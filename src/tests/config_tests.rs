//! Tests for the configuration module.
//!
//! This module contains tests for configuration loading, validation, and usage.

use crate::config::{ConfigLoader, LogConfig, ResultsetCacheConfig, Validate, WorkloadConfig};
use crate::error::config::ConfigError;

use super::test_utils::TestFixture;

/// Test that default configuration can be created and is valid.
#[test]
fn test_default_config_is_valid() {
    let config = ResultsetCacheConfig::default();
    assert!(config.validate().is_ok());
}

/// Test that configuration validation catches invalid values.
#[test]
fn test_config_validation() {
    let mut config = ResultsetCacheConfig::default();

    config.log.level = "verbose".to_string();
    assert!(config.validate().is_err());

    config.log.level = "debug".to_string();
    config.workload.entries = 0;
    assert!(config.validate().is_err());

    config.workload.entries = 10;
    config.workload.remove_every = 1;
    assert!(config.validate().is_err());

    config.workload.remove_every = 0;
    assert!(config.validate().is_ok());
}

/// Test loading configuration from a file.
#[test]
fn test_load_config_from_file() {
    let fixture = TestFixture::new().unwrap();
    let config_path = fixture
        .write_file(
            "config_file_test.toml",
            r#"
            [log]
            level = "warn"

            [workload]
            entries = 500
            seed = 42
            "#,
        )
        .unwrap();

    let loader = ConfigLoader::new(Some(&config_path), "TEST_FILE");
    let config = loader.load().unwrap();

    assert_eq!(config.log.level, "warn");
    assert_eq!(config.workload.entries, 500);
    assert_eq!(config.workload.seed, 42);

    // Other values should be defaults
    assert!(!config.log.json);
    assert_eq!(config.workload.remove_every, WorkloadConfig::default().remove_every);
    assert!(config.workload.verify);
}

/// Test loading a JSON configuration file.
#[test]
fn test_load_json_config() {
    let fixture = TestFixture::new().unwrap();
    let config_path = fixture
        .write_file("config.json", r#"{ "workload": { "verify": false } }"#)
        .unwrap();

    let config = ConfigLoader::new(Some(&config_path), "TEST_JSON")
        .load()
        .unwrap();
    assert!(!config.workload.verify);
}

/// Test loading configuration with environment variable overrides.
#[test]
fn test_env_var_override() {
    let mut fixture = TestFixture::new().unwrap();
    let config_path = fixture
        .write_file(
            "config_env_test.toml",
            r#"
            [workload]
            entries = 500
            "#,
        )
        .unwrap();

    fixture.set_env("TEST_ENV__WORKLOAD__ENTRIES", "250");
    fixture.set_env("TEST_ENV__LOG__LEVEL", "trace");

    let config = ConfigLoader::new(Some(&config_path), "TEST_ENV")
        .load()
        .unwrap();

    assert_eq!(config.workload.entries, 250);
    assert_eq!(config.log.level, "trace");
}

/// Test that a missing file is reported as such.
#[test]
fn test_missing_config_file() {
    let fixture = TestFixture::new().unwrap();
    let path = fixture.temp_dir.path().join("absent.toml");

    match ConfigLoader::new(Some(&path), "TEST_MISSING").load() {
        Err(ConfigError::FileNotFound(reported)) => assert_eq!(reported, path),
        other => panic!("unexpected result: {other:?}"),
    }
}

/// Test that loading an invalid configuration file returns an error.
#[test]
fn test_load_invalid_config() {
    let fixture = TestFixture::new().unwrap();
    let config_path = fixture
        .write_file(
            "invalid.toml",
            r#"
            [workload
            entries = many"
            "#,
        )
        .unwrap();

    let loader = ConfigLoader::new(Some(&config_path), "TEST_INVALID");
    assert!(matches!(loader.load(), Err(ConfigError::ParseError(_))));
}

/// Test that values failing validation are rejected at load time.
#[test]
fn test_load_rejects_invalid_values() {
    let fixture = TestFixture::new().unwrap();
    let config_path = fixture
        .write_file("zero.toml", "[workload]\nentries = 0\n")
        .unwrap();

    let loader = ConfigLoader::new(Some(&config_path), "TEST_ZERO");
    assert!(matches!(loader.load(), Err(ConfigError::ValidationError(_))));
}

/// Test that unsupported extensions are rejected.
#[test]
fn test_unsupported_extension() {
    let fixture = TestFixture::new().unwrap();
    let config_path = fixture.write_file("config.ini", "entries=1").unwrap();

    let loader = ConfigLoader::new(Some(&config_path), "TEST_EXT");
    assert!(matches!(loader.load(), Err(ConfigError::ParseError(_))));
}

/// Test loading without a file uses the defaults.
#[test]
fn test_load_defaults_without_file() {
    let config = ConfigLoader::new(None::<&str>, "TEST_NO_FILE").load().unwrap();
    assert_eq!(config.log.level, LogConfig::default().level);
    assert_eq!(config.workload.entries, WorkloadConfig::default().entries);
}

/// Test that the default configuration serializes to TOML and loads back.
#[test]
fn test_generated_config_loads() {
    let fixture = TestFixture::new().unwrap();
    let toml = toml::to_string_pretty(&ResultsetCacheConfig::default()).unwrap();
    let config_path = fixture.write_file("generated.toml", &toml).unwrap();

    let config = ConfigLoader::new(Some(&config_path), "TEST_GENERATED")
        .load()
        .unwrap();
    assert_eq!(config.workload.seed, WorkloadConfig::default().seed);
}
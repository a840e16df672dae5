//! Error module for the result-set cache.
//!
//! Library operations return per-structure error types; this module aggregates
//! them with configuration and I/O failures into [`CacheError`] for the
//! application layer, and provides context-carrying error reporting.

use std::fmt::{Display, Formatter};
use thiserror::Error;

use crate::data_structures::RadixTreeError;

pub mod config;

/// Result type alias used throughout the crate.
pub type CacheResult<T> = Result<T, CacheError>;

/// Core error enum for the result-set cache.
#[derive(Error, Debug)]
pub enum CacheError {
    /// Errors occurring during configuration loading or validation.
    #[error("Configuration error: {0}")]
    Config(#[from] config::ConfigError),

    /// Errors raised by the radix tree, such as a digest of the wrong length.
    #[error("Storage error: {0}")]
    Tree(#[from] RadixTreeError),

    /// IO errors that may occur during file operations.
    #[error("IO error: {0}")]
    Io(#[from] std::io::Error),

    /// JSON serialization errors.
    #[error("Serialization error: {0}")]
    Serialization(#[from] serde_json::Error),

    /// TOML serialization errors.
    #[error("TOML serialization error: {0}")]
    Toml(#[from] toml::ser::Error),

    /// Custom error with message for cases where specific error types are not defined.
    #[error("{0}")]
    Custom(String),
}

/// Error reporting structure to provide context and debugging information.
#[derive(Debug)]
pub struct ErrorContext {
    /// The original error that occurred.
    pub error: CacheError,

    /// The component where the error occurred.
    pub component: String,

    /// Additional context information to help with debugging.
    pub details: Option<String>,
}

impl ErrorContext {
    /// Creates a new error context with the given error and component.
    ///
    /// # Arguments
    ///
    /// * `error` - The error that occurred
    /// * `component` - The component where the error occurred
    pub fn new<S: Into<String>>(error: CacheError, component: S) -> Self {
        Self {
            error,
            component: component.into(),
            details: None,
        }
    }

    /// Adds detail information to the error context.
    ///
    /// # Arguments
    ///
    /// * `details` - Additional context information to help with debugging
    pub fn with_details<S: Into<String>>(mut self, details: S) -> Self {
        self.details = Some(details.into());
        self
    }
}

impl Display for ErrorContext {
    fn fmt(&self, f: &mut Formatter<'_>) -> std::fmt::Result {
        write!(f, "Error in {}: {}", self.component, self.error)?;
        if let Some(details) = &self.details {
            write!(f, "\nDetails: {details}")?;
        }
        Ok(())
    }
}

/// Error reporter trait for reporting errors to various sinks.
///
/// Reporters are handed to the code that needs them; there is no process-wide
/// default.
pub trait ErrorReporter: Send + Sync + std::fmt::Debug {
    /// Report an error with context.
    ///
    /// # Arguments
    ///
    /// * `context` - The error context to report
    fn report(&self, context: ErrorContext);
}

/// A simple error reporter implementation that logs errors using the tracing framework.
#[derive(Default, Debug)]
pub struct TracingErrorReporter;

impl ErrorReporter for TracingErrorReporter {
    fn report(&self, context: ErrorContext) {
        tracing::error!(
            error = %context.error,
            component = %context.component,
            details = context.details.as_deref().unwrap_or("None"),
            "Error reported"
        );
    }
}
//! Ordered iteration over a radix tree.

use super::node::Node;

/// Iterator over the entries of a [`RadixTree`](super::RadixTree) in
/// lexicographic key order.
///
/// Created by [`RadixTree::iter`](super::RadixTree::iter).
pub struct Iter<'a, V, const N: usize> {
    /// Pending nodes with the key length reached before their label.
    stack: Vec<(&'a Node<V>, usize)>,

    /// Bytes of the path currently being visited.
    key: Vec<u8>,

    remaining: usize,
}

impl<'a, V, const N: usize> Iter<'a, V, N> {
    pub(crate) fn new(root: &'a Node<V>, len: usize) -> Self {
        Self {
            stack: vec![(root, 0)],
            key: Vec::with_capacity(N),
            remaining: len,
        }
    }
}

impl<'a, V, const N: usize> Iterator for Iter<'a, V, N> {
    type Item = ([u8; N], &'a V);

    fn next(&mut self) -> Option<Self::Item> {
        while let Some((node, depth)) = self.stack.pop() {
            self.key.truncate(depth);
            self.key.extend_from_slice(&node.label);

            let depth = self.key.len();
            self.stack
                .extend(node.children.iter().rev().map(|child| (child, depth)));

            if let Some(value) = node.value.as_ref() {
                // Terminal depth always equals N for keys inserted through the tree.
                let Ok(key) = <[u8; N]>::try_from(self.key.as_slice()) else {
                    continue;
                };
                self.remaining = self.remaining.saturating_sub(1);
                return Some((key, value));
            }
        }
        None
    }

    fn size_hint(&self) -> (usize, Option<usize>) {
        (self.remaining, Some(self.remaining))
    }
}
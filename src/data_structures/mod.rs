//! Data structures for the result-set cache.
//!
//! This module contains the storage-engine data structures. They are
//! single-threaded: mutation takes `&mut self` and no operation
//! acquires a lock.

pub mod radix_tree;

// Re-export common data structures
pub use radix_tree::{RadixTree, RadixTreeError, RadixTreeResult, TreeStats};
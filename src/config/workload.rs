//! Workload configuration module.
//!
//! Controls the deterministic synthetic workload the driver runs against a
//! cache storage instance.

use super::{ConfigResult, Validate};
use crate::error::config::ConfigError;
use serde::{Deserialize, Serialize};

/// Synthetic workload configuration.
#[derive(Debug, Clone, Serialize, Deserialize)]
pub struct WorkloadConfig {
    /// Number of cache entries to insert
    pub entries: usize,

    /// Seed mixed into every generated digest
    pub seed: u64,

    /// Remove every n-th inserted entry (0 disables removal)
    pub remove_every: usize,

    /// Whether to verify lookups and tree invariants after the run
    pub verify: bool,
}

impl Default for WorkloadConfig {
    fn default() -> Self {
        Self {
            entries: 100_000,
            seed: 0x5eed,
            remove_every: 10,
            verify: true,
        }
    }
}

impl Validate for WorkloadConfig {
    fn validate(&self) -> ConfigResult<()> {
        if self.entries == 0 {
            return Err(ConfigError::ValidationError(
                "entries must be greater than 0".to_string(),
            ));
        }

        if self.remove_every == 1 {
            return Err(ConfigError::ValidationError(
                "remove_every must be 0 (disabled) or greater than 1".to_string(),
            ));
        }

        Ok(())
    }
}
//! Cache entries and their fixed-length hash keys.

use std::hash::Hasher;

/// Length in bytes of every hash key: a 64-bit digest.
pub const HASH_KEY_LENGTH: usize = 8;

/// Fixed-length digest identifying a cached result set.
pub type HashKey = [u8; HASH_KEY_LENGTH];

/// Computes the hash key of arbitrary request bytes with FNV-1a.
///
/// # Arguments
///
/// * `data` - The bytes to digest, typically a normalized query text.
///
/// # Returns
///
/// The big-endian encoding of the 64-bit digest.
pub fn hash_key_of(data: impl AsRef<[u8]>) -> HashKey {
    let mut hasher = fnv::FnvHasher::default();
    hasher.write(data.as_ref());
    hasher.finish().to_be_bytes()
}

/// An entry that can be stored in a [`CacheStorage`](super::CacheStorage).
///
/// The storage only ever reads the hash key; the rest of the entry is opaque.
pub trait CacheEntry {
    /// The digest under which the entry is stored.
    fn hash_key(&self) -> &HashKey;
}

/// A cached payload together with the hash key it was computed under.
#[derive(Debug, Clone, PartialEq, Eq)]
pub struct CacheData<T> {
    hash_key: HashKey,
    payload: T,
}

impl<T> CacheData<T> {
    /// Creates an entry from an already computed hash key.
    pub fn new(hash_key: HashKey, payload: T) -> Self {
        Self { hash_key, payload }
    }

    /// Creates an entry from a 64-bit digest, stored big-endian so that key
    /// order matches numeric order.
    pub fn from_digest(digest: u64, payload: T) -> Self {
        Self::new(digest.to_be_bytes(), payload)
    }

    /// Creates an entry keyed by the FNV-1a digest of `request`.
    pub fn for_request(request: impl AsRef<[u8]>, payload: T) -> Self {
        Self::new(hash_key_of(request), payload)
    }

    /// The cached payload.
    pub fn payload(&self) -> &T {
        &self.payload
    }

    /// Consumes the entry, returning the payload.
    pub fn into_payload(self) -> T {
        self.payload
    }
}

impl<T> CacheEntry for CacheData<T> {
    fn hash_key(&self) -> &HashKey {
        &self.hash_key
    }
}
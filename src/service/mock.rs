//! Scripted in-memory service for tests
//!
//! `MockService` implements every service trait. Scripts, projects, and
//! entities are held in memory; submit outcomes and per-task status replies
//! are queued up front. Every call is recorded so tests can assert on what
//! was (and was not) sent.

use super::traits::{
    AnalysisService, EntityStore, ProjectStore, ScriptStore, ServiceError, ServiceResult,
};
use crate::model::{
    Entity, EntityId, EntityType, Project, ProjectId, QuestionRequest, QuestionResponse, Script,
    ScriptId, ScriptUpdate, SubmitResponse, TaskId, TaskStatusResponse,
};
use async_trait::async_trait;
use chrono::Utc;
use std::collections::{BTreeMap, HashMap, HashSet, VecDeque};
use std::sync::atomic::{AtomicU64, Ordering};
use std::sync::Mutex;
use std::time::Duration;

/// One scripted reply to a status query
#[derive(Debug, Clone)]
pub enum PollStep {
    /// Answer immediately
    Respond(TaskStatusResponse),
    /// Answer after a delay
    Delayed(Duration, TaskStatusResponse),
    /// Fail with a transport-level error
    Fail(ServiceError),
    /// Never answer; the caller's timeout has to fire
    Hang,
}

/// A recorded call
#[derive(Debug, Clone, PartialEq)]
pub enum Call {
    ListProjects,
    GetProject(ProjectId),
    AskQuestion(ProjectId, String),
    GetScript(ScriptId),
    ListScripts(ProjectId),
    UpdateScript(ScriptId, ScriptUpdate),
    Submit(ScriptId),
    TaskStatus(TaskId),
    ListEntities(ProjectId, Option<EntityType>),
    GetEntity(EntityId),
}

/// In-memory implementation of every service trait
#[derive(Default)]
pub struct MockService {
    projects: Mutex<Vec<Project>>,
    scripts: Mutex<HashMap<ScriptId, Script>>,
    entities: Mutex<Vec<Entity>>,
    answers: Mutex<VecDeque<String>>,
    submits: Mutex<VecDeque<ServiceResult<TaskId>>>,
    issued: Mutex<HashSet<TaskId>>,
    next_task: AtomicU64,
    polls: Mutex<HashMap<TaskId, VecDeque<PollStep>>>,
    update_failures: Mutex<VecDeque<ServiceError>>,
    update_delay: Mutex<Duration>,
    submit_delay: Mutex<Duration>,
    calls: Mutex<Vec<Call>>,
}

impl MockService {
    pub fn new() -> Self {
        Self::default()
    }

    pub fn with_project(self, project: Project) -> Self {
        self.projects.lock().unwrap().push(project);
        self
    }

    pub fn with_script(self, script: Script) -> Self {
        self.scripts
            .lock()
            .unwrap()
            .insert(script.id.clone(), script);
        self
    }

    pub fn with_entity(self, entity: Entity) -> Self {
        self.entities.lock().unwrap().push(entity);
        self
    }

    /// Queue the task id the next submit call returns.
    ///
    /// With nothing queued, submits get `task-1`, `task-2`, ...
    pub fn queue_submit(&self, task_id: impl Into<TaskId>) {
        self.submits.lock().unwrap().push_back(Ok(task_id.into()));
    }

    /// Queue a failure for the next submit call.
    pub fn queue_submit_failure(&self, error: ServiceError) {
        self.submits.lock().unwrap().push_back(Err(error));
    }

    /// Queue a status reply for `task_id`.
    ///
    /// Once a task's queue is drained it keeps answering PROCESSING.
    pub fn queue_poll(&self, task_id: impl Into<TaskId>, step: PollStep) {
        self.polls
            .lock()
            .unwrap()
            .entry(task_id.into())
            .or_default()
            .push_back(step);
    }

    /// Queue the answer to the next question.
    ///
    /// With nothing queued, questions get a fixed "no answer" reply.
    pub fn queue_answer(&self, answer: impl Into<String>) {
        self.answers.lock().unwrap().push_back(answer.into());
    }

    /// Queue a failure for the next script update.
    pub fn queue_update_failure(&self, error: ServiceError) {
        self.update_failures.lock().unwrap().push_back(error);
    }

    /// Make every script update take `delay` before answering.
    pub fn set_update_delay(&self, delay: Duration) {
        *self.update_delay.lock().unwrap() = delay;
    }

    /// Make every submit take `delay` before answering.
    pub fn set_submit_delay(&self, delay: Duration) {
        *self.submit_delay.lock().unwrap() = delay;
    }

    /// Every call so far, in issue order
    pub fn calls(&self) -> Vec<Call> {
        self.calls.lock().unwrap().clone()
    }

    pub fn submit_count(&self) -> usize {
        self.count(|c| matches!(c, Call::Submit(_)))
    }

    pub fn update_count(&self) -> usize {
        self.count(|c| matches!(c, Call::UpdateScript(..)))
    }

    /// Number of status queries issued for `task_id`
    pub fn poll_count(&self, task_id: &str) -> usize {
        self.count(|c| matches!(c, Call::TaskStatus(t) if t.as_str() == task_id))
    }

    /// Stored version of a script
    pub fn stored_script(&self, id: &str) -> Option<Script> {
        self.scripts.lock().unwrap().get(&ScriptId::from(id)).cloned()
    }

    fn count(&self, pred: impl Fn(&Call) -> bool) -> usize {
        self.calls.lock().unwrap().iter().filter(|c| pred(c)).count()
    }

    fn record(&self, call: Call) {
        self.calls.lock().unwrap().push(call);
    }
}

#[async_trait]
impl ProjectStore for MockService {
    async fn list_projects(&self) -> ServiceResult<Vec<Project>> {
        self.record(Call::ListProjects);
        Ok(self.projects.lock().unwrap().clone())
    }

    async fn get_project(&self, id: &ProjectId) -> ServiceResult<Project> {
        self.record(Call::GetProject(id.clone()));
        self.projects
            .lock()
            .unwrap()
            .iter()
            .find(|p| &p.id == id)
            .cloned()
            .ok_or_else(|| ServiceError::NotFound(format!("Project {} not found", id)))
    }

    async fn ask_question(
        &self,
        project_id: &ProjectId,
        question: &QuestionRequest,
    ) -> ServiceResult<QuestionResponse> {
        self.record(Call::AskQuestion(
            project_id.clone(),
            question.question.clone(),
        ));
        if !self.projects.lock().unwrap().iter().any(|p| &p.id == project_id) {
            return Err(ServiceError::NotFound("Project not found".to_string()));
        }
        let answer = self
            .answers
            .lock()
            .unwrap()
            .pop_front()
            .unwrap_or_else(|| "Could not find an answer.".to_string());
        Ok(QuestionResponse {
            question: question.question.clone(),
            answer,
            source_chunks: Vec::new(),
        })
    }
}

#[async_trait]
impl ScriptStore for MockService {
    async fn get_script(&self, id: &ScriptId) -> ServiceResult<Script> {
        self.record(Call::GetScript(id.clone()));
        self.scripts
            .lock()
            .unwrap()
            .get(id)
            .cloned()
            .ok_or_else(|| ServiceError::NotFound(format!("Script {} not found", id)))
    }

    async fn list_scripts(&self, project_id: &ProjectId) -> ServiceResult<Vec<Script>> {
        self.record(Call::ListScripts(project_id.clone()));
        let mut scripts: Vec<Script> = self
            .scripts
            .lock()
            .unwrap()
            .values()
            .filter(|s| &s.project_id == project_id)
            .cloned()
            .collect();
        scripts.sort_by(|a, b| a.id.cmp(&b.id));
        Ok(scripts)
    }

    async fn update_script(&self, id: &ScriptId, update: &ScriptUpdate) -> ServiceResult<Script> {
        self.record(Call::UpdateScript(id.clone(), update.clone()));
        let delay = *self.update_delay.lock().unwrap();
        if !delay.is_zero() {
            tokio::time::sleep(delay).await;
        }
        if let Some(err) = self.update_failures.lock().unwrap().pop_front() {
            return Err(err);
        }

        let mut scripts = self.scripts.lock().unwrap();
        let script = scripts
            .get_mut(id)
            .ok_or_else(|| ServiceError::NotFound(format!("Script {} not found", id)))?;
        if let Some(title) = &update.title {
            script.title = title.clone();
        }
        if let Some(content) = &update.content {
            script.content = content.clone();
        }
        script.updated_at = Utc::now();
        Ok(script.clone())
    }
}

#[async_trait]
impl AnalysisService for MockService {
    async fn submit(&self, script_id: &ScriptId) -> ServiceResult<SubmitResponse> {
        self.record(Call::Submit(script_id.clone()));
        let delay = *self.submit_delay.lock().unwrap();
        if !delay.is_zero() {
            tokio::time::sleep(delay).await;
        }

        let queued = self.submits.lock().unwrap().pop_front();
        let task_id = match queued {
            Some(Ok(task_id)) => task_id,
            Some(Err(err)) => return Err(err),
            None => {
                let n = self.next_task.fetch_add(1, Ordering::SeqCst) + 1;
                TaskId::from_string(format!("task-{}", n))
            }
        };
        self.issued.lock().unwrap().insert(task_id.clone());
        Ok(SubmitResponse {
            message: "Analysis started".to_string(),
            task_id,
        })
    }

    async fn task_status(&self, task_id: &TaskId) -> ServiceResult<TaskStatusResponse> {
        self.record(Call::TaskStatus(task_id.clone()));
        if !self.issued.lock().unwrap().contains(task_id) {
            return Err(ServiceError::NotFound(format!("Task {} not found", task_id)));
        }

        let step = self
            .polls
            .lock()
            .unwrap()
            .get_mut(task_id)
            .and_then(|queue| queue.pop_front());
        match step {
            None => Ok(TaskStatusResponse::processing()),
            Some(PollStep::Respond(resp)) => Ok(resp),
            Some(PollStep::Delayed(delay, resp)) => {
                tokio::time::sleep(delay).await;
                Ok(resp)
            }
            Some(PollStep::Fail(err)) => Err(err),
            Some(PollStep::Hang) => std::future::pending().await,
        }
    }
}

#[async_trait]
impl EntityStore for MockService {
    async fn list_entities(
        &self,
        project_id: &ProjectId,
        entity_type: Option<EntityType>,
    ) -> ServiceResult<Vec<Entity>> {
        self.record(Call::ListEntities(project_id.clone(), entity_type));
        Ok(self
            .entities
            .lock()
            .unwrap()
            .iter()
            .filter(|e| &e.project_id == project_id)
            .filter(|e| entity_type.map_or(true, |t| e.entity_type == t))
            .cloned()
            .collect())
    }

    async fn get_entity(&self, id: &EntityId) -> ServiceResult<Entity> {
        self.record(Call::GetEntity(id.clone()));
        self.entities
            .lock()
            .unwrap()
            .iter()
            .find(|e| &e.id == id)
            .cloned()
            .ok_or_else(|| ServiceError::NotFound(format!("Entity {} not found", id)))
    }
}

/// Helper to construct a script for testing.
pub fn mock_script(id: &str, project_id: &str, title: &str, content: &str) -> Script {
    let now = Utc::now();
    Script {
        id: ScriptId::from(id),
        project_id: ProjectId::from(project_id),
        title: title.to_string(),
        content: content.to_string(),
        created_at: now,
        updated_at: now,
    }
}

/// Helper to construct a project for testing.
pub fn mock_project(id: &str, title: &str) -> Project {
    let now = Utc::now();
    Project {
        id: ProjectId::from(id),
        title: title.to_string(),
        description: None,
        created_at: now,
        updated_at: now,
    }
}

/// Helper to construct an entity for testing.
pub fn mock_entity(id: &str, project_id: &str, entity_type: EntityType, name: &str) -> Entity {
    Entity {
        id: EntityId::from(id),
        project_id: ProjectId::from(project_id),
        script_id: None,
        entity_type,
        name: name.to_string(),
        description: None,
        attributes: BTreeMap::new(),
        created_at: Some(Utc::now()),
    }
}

TASK DETAILS
If a line in the records above contains "LogConfig", copy that line.

ANSWER TO THE EXERCISE
use crate::config::{ConfigLoader, LogConfig, ResultsetCacheConfig, Validate, WorkloadConfig};
    assert_eq!(config.log.level, LogConfig::default().level);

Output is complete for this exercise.